(Saved data entries)
%%

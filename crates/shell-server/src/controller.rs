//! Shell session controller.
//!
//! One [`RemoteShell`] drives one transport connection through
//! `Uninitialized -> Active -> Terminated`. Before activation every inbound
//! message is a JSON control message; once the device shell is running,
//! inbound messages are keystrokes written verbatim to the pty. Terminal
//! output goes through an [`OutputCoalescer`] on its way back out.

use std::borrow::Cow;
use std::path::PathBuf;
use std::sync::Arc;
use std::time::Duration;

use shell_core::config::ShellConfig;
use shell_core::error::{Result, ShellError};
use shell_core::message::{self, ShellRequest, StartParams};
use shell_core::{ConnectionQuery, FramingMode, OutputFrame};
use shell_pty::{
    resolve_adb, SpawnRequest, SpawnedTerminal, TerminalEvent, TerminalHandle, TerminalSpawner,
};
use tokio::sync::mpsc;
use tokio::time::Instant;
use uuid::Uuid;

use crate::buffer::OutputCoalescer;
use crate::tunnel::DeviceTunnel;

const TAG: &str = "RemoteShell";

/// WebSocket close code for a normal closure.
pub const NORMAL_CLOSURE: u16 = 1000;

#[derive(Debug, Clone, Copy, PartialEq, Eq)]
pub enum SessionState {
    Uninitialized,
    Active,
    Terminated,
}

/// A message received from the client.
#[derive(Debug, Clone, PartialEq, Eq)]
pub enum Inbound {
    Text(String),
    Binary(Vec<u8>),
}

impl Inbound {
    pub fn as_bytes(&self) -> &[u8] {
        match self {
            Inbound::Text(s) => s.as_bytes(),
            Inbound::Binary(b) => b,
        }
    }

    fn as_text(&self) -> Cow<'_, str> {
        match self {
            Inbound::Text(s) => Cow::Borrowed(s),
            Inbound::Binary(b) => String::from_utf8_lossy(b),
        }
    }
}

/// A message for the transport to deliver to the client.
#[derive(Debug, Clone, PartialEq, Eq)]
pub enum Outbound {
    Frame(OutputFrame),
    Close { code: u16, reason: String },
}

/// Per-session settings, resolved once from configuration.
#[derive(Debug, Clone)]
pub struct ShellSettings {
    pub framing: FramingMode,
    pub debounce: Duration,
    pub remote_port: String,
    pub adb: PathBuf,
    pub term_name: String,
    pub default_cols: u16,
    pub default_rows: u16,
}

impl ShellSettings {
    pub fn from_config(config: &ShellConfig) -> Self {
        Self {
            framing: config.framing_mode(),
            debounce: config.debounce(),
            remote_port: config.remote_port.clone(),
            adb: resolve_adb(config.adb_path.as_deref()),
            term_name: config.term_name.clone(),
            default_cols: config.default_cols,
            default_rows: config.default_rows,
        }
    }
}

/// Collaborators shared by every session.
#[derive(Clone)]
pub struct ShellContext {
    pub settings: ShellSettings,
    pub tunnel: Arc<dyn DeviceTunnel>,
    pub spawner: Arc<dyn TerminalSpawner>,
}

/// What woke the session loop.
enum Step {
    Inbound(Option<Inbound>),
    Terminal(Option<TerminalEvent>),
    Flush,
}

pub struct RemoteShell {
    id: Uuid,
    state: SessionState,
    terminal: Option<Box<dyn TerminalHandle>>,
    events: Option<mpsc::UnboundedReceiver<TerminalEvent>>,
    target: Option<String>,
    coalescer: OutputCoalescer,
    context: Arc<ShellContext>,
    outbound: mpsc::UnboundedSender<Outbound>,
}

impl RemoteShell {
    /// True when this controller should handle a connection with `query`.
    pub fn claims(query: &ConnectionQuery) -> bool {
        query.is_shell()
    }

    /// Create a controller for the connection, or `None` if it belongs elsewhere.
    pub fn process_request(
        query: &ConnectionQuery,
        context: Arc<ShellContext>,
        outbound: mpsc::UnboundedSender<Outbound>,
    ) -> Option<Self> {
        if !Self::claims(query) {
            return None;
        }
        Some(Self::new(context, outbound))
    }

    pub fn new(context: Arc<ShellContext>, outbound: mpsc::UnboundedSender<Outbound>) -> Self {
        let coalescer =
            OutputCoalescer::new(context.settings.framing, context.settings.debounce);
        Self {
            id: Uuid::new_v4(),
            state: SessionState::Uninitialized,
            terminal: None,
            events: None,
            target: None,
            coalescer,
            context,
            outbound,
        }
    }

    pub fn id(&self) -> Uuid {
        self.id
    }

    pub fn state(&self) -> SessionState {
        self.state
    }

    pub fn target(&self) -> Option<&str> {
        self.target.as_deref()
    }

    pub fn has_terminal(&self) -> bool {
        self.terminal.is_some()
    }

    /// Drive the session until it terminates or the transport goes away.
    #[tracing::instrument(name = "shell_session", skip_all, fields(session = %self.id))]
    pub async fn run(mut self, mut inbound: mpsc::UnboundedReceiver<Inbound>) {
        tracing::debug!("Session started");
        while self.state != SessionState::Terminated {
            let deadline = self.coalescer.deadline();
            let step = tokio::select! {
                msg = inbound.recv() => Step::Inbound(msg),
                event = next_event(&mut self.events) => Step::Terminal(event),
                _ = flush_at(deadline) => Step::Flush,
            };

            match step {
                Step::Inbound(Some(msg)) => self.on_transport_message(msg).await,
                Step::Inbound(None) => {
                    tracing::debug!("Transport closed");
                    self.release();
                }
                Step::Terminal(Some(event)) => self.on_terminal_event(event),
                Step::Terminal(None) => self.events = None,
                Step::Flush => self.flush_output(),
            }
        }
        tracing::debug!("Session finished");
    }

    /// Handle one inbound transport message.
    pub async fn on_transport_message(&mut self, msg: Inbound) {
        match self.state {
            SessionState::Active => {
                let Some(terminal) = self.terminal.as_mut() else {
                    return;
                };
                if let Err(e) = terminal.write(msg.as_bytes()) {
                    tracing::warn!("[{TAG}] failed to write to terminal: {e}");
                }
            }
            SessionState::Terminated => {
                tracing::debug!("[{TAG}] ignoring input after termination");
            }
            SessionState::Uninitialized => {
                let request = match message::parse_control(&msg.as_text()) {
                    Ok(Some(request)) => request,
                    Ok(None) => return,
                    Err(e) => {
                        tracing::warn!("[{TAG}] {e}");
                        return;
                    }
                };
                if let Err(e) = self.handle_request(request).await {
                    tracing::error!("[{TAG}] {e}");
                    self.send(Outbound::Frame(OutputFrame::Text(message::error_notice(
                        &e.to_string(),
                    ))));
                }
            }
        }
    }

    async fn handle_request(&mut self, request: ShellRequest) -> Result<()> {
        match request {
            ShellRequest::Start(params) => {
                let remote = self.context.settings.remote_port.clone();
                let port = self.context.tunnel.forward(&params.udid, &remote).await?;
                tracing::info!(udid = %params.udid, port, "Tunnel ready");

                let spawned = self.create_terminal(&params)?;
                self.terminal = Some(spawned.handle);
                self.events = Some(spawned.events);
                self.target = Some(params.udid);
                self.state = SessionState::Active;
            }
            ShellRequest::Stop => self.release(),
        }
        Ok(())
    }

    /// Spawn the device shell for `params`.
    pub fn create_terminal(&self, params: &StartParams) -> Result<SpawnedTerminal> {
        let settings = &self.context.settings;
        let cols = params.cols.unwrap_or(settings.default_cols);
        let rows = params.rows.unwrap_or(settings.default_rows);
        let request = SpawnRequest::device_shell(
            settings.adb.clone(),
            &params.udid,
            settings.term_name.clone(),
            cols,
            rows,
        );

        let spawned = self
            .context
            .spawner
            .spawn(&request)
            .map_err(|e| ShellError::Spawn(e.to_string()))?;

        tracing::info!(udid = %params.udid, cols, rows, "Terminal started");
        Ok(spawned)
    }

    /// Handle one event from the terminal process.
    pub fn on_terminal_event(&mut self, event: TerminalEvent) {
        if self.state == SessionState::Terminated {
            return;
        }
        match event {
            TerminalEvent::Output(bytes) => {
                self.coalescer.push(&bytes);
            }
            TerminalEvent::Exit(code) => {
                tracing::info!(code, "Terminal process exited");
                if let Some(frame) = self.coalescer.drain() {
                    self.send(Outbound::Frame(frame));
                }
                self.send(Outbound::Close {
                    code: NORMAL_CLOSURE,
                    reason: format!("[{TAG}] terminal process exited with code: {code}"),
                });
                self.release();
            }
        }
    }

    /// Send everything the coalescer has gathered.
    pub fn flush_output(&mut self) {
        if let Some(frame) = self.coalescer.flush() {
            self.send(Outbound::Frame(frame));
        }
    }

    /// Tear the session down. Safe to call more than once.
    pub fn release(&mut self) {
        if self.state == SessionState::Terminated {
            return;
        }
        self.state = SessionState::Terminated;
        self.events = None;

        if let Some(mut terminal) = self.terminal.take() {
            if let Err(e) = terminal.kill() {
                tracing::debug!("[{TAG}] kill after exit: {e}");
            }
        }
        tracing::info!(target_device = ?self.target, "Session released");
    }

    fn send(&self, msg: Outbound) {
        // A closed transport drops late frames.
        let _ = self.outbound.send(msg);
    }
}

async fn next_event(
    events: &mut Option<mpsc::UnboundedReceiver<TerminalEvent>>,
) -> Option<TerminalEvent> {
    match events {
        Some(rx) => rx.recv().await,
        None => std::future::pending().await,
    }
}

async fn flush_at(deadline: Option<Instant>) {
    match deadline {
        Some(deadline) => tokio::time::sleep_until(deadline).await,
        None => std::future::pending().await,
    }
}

%%

BRIEF:
Lines holding the word "recv" are the answer; copy each one from the records above.

OUTPUT FOR THIS EXERCISE:
                msg = inbound.recv() => Step::Inbound(msg),
        Some(rx) => rx.recv().await,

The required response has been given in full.